Plan (d'après Bachmann modifié)
Coupes (d'après Bachmann modifié)
• Des bâtiments communs regroupés à l’ouest de la cour de l’église et du narthex : écuries, bergeries, fenil, dans une première avant-cour ; logis, magasin, économat, cellier, dans une deuxième.
• Une hôtellerie ou maison extérieure, située au nord, qui a aussi abrité une école.
• Une enceinte à tours d’environ 350 m, d’un tracé irrégulier, auquel était adossé au nord un moulin.
Le monastère possédait des terres arables, des pâturages et des bois.
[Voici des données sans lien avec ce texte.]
//! Statement construction from column lists.
//!
//! Every operation here is pure: it turns a table name, a list of
//! [`ColumnRef`]s and an optional condition fragment into SQL text. All
//! placeholder numbering goes through one [`Placeholders`] counter, so for
//! `n` columns the indices used are exactly `1..=n`, in column order.
//!
//! # Example
//!
//! ```ignore
//! use pgcrud::{ColumnRef, StatementBuilder};
//!
//! let columns = ColumnRef::parse_all(&["user_id", "tenant_id"])?;
//! let sql = StatementBuilder::postgres().build_delete(&columns, "users")?;
//! assert_eq!(sql, "DELETE FROM users WHERE user_id = $1 AND tenant_id = $2");
//! # Ok::<(), pgcrud::DbError>(())
//! ```

use crate::error::{DbError, DbResult};
use regex::Regex;
use std::fmt;
use std::fmt::Write as _;
use std::sync::OnceLock;
use tokio_postgres::types::ToSql;

/// Suffix marking a column for `array_append` in UPDATE statements.
pub const APPEND_SUFFIX: &str = ".append";

/// How an UPDATE assigns to a column.
#[derive(Debug, Clone, Copy, PartialEq, Eq, Default)]
pub enum Modifier {
    /// `col = $i`
    #[default]
    Plain,
    /// `col = array_append(col, $i)`
    ArrayAppend,
}

/// A column identifier plus its update modifier.
#[derive(Debug, Clone, PartialEq, Eq)]
pub struct ColumnRef {
    name: String,
    modifier: Modifier,
}

impl ColumnRef {
    /// Parse a column, recognizing the `name.append` suffix.
    ///
    /// The suffix must match exactly; `appended_at` is a plain column.
    pub fn parse(raw: &str) -> DbResult<Self> {
        let raw = raw.trim();
        let (name, modifier) = match raw.strip_suffix(APPEND_SUFFIX) {
            Some(base) => (base.trim_end(), Modifier::ArrayAppend),
            None => (raw, Modifier::Plain),
        };
        if name.is_empty() {
            return Err(DbError::config(format!("empty column name in {raw:?}")));
        }
        Ok(Self {
            name: name.to_string(),
            modifier,
        })
    }

    /// Parse a whole column list, preserving order.
    pub fn parse_all<S: AsRef<str>>(raw: &[S]) -> DbResult<Vec<Self>> {
        raw.iter().map(|c| Self::parse(c.as_ref())).collect()
    }

    /// A plain column.
    pub fn plain(name: impl Into<String>) -> DbResult<Self> {
        Self::with_modifier(name.into(), Modifier::Plain)
    }

    /// A column updated with `array_append`.
    pub fn append(name: impl Into<String>) -> DbResult<Self> {
        Self::with_modifier(name.into(), Modifier::ArrayAppend)
    }

    fn with_modifier(name: String, modifier: Modifier) -> DbResult<Self> {
        let name = name.trim();
        if name.is_empty() {
            return Err(DbError::config("empty column name"));
        }
        Ok(Self {
            name: name.to_string(),
            modifier,
        })
    }

    /// Column text without the modifier.
    pub fn name(&self) -> &str {
        &self.name
    }

    pub fn modifier(&self) -> Modifier {
        self.modifier
    }

    /// Record key for this column in a select list.
    ///
    /// The key is the identifier after the last standalone `AS` (any case),
    /// with surrounding double quotes removed. Without an alias it is the
    /// column text itself.
    pub fn record_key(&self) -> String {
        static ALIAS: OnceLock<Regex> = OnceLock::new();
        let re = ALIAS.get_or_init(|| {
            Regex::new(r#"(?is)^.*\s+as\s+((?:"(?:[^"]|"")+")|(?:[A-Za-z_][A-Za-z0-9_$]*))\s*$"#)
                .expect("alias pattern is valid")
        });

        match re.captures(&self.name).and_then(|c| c.get(1)) {
            Some(alias) => {
                let alias = alias.as_str();
                match alias.strip_prefix('"').and_then(|a| a.strip_suffix('"')) {
                    Some(quoted) => quoted.replace("\"\"", "\""),
                    None => alias.to_string(),
                }
            }
            None => self.name.clone(),
        }
    }
}

impl fmt::Display for ColumnRef {
    fn fmt(&self, f: &mut fmt::Formatter<'_>) -> fmt::Result {
        match self.modifier {
            Modifier::Plain => f.write_str(&self.name),
            Modifier::ArrayAppend => write!(f, "{}{APPEND_SUFFIX}", self.name),
        }
    }
}

/// Placeholder style of the target driver.
#[derive(Debug, Clone, Copy, PartialEq, Eq, Default)]
pub enum Dialect {
    /// Numbered `$1, $2, ...` (PostgreSQL).
    #[default]
    Postgres,
    /// Anonymous `?` markers, bound strictly by position.
    QuestionMark,
}

/// Issues placeholders in order.
///
/// This is the only place placeholder indices are computed.
#[derive(Debug, Clone)]
pub struct Placeholders {
    dialect: Dialect,
    issued: usize,
}

impl Placeholders {
    pub fn new(dialect: Dialect) -> Self {
        Self { dialect, issued: 0 }
    }

    /// Append the next placeholder to `out` and return its 1-based index.
    pub fn push_next(&mut self, out: &mut String) -> usize {
        self.issued += 1;
        match self.dialect {
            Dialect::Postgres => {
                let _ = write!(out, "${}", self.issued);
            }
            Dialect::QuestionMark => out.push('?'),
        }
        self.issued
    }

    /// Number of placeholders issued so far.
    pub fn issued(&self) -> usize {
        self.issued
    }
}

/// Statement kind.
#[derive(Debug, Clone, Copy, PartialEq, Eq)]
pub enum Verb {
    Select,
    Update,
    Insert,
    Delete,
}

impl fmt::Display for Verb {
    fn fmt(&self, f: &mut fmt::Formatter<'_>) -> fmt::Result {
        f.write_str(match self {
            Self::Select => "SELECT",
            Self::Update => "UPDATE",
            Self::Insert => "INSERT",
            Self::Delete => "DELETE",
        })
    }
}

/// Builds SELECT/UPDATE/INSERT/DELETE text from column lists.
#[derive(Debug, Clone, Copy, Default)]
pub struct StatementBuilder {
    dialect: Dialect,
}

impl StatementBuilder {
    pub fn new(dialect: Dialect) -> Self {
        Self { dialect }
    }

    /// Builder emitting `$n` placeholders.
    pub fn postgres() -> Self {
        Self::new(Dialect::Postgres)
    }

    pub fn dialect(&self) -> Dialect {
        self.dialect
    }

    /// `SELECT c1, c2, ... FROM table condition`
    ///
    /// Returns the SQL and the record key of each column, in order.
    pub fn build_select(
        &self,
        columns: &[ColumnRef],
        table: &str,
        condition: &str,
    ) -> DbResult<(String, Vec<String>)> {
        require_columns(columns, "select")?;
        require_table(table)?;

        let mut sql = String::from("SELECT ");
        push_names(&mut sql, columns);
        sql.push_str(" FROM ");
        sql.push_str(table);
        push_condition(&mut sql, condition);

        let keys = columns.iter().map(ColumnRef::record_key).collect();
        Ok((sql, keys))
    }

    /// `UPDATE table SET c1 = $1, c2 = array_append(c2, $2) ... condition`
    ///
    /// `param_count` is the total number of parameters the caller will bind.
    /// The condition's own placeholders must start at `columns.len() + 1`;
    /// that is not checked here.
    pub fn build_update(
        &self,
        columns: &[ColumnRef],
        table: &str,
        condition: &str,
        param_count: usize,
    ) -> DbResult<String> {
        require_columns(columns, "update")?;
        require_table(table)?;
        if param_count < columns.len() {
            return Err(DbError::config(format!(
                "update of {} columns needs at least {} parameters, got {param_count}",
                columns.len(),
                columns.len()
            )));
        }

        let mut placeholders = Placeholders::new(self.dialect);
        let mut sql = format!("UPDATE {table} SET ");
        for (i, column) in columns.iter().enumerate() {
            if i > 0 {
                sql.push_str(", ");
            }
            sql.push_str(column.name());
            sql.push_str(" = ");
            match column.modifier() {
                Modifier::Plain => {
                    placeholders.push_next(&mut sql);
                }
                Modifier::ArrayAppend => {
                    sql.push_str("array_append(");
                    sql.push_str(column.name());
                    sql.push_str(", ");
                    placeholders.push_next(&mut sql);
                    sql.push(')');
                }
            }
        }
        push_condition(&mut sql, condition);
        Ok(sql)
    }

    /// `INSERT INTO table (c1, ...) VALUES ($1, ...) RETURNING pk`
    pub fn build_insert(
        &self,
        columns: &[ColumnRef],
        table: &str,
        primary_key: &str,
    ) -> DbResult<String> {
        require_columns(columns, "insert")?;
        require_table(table)?;
        if primary_key.trim().is_empty() {
            return Err(DbError::config("insert needs a primary key column to return"));
        }

        let mut placeholders = Placeholders::new(self.dialect);
        let mut sql = format!("INSERT INTO {table} (");
        push_names(&mut sql, columns);
        sql.push_str(") VALUES (");
        for i in 0..columns.len() {
            if i > 0 {
                sql.push_str(", ");
            }
            placeholders.push_next(&mut sql);
        }
        sql.push_str(") RETURNING ");
        sql.push_str(primary_key.trim());
        Ok(sql)
    }

    /// `DELETE FROM table WHERE c1 = $1 AND c2 = $2 ...`
    pub fn build_delete(&self, columns: &[ColumnRef], table: &str) -> DbResult<String> {
        require_columns(columns, "delete")?;
        require_table(table)?;

        let mut placeholders = Placeholders::new(self.dialect);
        let mut sql = format!("DELETE FROM {table} WHERE ");
        for (i, column) in columns.iter().enumerate() {
            if i > 0 {
                sql.push_str(" AND ");
            }
            sql.push_str(column.name());
            sql.push_str(" = ");
            placeholders.push_next(&mut sql);
        }
        Ok(sql)
    }
}

fn require_columns(columns: &[ColumnRef], verb: &str) -> DbResult<()> {
    if columns.is_empty() {
        return Err(DbError::config(format!("no columns given for {verb}")));
    }
    Ok(())
}

fn require_table(table: &str) -> DbResult<()> {
    if table.trim().is_empty() {
        return Err(DbError::config("empty table name"));
    }
    Ok(())
}

fn push_names(sql: &mut String, columns: &[ColumnRef]) {
    for (i, column) in columns.iter().enumerate() {
        if i > 0 {
            sql.push_str(", ");
        }
        sql.push_str(column.name());
    }
}

fn push_condition(sql: &mut String, condition: &str) {
    let condition = condition.trim();
    if !condition.is_empty() {
        sql.push(' ');
        sql.push_str(condition);
    }
}

/// A built statement together with its parameters.
///
/// Immutable once constructed.
pub struct Statement<'p> {
    verb: Verb,
    sql: String,
    params: Vec<&'p (dyn ToSql + Sync)>,
}

impl<'p> Statement<'p> {
    pub fn new(verb: Verb, sql: impl Into<String>, params: &[&'p (dyn ToSql + Sync)]) -> Self {
        Self {
            verb,
            sql: sql.into(),
            params: params.to_vec(),
        }
    }

    pub fn verb(&self) -> Verb {
        self.verb
    }

    pub fn sql(&self) -> &str {
        &self.sql
    }

    pub fn params(&self) -> &[&'p (dyn ToSql + Sync)] {
        &self.params
    }

    /// `Debug` rendering of each parameter, for diagnostics.
    pub fn rendered_params(&self) -> Vec<String> {
        self.params.iter().map(|p| format!("{p:?}")).collect()
    }
}

impl fmt::Debug for Statement<'_> {
    fn fmt(&self, f: &mut fmt::Formatter<'_>) -> fmt::Result {
        f.debug_struct("Statement")
            .field("verb", &self.verb)
            .field("sql", &self.sql)
            .field("params", &self.rendered_params())
            .finish()
    }
}

#[cfg(test)]
mod tests;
Le monastère de Saint-Barthélémy a été confisqué après la Grande Guerre et englobé dans un camp militaire. Ses bâtiments n’ont bénéficié cependant d’aucune protection. Le tremblement de terre de 1966 a entraîné l’effondrement du tambour de l’église, de la couverture du narthex et du tympan supérieur. L’armée s’est retirée des lieux en 2012, laissant un monument dramatiquement mutilé, dont toutes les pierres de parement, jusqu’à mi-hauteur de certaines façades, et parfois au-delà, ont été arrachées. Communs et enceinte ont disparus.
Vue générale nord-est, 1980 (Coll. Gazarian).
Oskian, 1940-1947, III [1947], 785-805. Darbinian-Mélikian, 1971, 110. Thierry, 1989, 471-477. Devgants, 1991, 297-304. Mirakhorian, 2013, 221-227.